In summary, only 1.5% (11/712) patients had evidence of unstable injury on MRI after a negative CT, and only 0.42% had a significant change in management (3/712). These results are similar to the prospective, multi-institutional Western Trauma Association trial that found a sensitivity of CT of 98.5% and a negative predictive value of 99.97% [27]. Twenty percent (2063/10,276) of patients in that study were discharged with a collar. We also found a significant percentage (30%) of patients who were discharged with a cervical collar after ‘positive’ MRI findings but no finding of instability on imaging. In the patients in whom follow- up was available, surgery was not planned in any case. The significance of these MRI findings and their evolution could not be evaluated, and that is a limitation of this study.
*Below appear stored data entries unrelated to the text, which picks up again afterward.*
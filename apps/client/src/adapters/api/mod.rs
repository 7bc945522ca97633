//! Marketplace API adapter: implements the auth and property ports on top of
//! [`PropnestClient`] and folds SDK errors into [`AppError`].

use async_trait::async_trait;
use propnest_sdk::{ErrorCode, PropnestClient, SdkError};
use propnest_types::{LeadRecord, LeadSubmission, PropertyPage, PropertyQuery, Role, UserRecord};
use tracing::warn;

use crate::app_error::{AppError, AppResult, AuthRejection};
use crate::application::use_cases::auth::{AuthApi, VerifiedLogin};
use crate::application::use_cases::property::PropertyApi;
use crate::domain::entities::session::BearerToken;

#[derive(Clone)]
pub struct HttpMarketplaceApi {
    client: PropnestClient,
}

impl HttpMarketplaceApi {
    pub fn new(client: PropnestClient) -> Self {
        Self { client }
    }
}

#[async_trait]
impl AuthApi for HttpMarketplaceApi {
    async fn request_otp(&self, phone_number: &str) -> AppResult<()> {
        self.client
            .request_otp(phone_number)
            .await
            .map_err(|e| map_auth_error(e, AuthRejection::InvalidPhoneNumber))?;
        Ok(())
    }

    async fn verify_otp(&self, phone_number: &str, otp: &str) -> AppResult<VerifiedLogin> {
        let response = self
            .client
            .verify_otp(phone_number, otp)
            .await
            .map_err(|e| map_auth_error(e, AuthRejection::InvalidOtp))?;
        Ok(VerifiedLogin {
            token: BearerToken::new(response.token),
            user: response.user,
        })
    }

    async fn select_role(
        &self,
        token: &BearerToken,
        user_id: &str,
        role: Role,
    ) -> AppResult<UserRecord> {
        self.client
            .select_role(token.expose(), user_id, role)
            .await
            .map_err(map_sdk_error)
    }
}

#[async_trait]
impl PropertyApi for HttpMarketplaceApi {
    async fn list(
        &self,
        query: &PropertyQuery,
        token: Option<&BearerToken>,
    ) -> AppResult<PropertyPage> {
        self.client
            .list_properties(query, token.map(BearerToken::expose))
            .await
            .map_err(map_sdk_error)
    }

    async fn like(&self, token: &BearerToken, property_id: &str) -> AppResult<()> {
        self.client
            .like_property(token.expose(), property_id)
            .await
            .map_err(map_sdk_error)?;
        Ok(())
    }

    async fn track_view(&self, token: &BearerToken, property_id: &str) -> AppResult<()> {
        self.client
            .track_view(token.expose(), property_id)
            .await
            .map_err(map_sdk_error)?;
        Ok(())
    }

    async fn submit_lead(
        &self,
        token: &BearerToken,
        property_id: &str,
        lead: &LeadSubmission,
    ) -> AppResult<LeadRecord> {
        self.client
            .submit_lead(token.expose(), property_id, lead)
            .await
            .map_err(map_sdk_error)
    }
}

/// Like [`map_sdk_error`], for the two login endpoints.
///
/// A client-side rejection without an error code is attributed to the input
/// the endpoint checks: the phone number for request-otp, the OTP for
/// verify-otp. Rate limiting stays a server error.
pub fn map_auth_error(error: SdkError, rejection: AuthRejection) -> AppError {
    match error {
        SdkError::Api {
            status,
            code: None,
            message,
        } if status < 500 && status != 429 => AppError::AuthRejected {
            reason: rejection,
            message,
        },
        other => map_sdk_error(other),
    }
}

/// Server messages are passed through verbatim.
pub fn map_sdk_error(error: SdkError) -> AppError {
    match error {
        SdkError::SessionExpired => AppError::SessionExpired,
        SdkError::Api {
            code: Some(ErrorCode::InvalidPhoneNumber),
            message,
            ..
        } => AppError::AuthRejected {
            reason: AuthRejection::InvalidPhoneNumber,
            message,
        },
        SdkError::Api {
            code: Some(ErrorCode::InvalidOtp),
            message,
            ..
        } => AppError::AuthRejected {
            reason: AuthRejection::InvalidOtp,
            message,
        },
        SdkError::Api { message, .. } => AppError::Server(message),
        SdkError::UnexpectedResponse { status, detail } => {
            warn!(status, detail = %detail, "Unexpected API response");
            AppError::Network(format!("Unexpected response from server ({status})"))
        }
        SdkError::Network(e) => {
            warn!(error = %e, "Request failed");
            AppError::Network(e.to_string())
        }
        SdkError::Config(detail) => AppError::Network(detail),
    }
}
//! HTTP client factory with consistent timeout configuration.
//!
//! The marketplace API client is built on the `reqwest::Client` returned here
//! rather than constructing one directly.

use reqwest::Client;
use std::time::Duration;

use crate::infra::{config::AppConfig, error::InfraError};

/// Default connect timeout (TCP handshake + TLS).
pub const DEFAULT_CONNECT_TIMEOUT: Duration = Duration::from_secs(5);

/// Default request timeout (total request/response time).
pub const DEFAULT_REQUEST_TIMEOUT: Duration = Duration::from_secs(30);

/// Build an HTTP client with the configured timeouts.
pub fn build_client(config: &AppConfig) -> Result<Client, InfraError> {
    Client::builder()
        .connect_timeout(config.connect_timeout)
        .timeout(config.request_timeout)
        .user_agent(concat!("propnest-client/", env!("CARGO_PKG_VERSION")))
        .build()
        .map_err(InfraError::HttpClient)
}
The current institutional study results are consistent with our previous meta-analysis of the literature that found the utility of MRI for detecting unstable injury in both alert and obtunded patients to be rather low [33]. Although there is a 15% abnormal finding rate overall on subsequent MRI, the overall risk of detecting an unstable injury on follow-up is as low as 0.3% when weighted by size of patient population, and 0.0029% when weighted by inverse of variance to reduce the disproportionate contribution to smaller studies. The fear of missed unstable injury and potential legal implications are often used to justify performing an MRI following a negative CT [34]. However, there is no evidence supporting MRI as a cost-effective strategy to-date [35]. Cervical collar use or surgery done as follow-up often does not correlate with evidence of unstable injury on imaging [36, 37]. We found similar results in our study. Recent propensity-matched analysis has also found the incorporation of MRI in routine evaluation of blunt trauma patients to be unsubstantiated [38].

This study is limited by its retrospective single-institution model with challenges in obtaining all data points. Specifically, we were not able to determine the clinical justification for MRI in every patient included in the study. In addition, a significant number of patients discharged with cervical collars were lost to follow-up.

In conclusion, this study shows that the use of MRI for blunt trauma evaluation is not infrequent despite its relatively high cost, limited availability, prolonged scan time and inability to be used in haemodynamically unstable patients. Nonspecific findings on MRI do not positively impact outcome. It supports the results of previous prospective studies that have shown the sensitivity of CT for those with cervical tenderness or neurological deficits to be 100% for clinically significant injuries [27, 39]. MRI may be warranted in certain patients with persistent abnormal neurological examination.